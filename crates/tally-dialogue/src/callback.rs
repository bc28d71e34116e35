// SPDX-FileCopyrightText: 2026 Tally Contributors
// SPDX-License-Identifier: MIT OR Apache-2.0

//! Button payload codec.
//!
//! Payloads are short ASCII strings so they fit Telegram's 64-byte
//! `callback_data` and WhatsApp's reply and row ids.

use std::fmt;
use std::str::FromStr;

use strum::{Display, EnumIter, EnumString};

/// Entries reachable from the main menu and its sub-menus.
#[derive(Debug, Clone, Copy, PartialEq, Eq, Hash, Display, EnumString, EnumIter)]
#[strum(serialize_all = "snake_case")]
pub enum MenuEntry {
    Main,
    AddExpense,
    AddFunds,
    FundCategory,
    FundCash,
    FundDebit,
    PayCredit,
    ResetCategory,
    Summary,
    Expenses,
    Categories,
    PaymentMethods,
    DeleteLast,
    Export,
    Help,
}

/// A decoded button tap.
#[derive(Debug, Clone, Copy, PartialEq, Eq)]
pub enum Callback {
    Menu(MenuEntry),
    Category(i64),
    PaymentMethod(i64),
    Skip,
    Confirm,
    Cancel,
}

impl Callback {
    pub fn parse(data: &str) -> Option<Self> {
        data.parse().ok()
    }

    pub fn encode(&self) -> String {
        self.to_string()
    }
}

impl fmt::Display for Callback {
    fn fmt(&self, f: &mut fmt::Formatter<'_>) -> fmt::Result {
        match self {
            Self::Menu(entry) => write!(f, "menu:{entry}"),
            Self::Category(id) => write!(f, "cat:{id}"),
            Self::PaymentMethod(id) => write!(f, "pm:{id}"),
            Self::Skip => f.write_str("skip"),
            Self::Confirm => f.write_str("confirm"),
            Self::Cancel => f.write_str("cancel"),
        }
    }
}

impl FromStr for Callback {
    type Err = ();

    fn from_str(s: &str) -> Result<Self, Self::Err> {
        match s.trim() {
            "skip" => return Ok(Self::Skip),
            "confirm" => return Ok(Self::Confirm),
            "cancel" => return Ok(Self::Cancel),
            _ => {}
        }
        let (prefix, rest) = s.trim().split_once(':').ok_or(())?;
        match prefix {
            "menu" => rest.parse().map(Self::Menu).map_err(|_| ()),
            "cat" => rest.parse().map(Self::Category).map_err(|_| ()),
            "pm" => rest.parse().map(Self::PaymentMethod).map_err(|_| ()),
            _ => Err(()),
        }
    }
}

####

Activity: In the records above, tally the lines where the word "PartialEq" appears, and give the number and nothing else.

Finished task: 2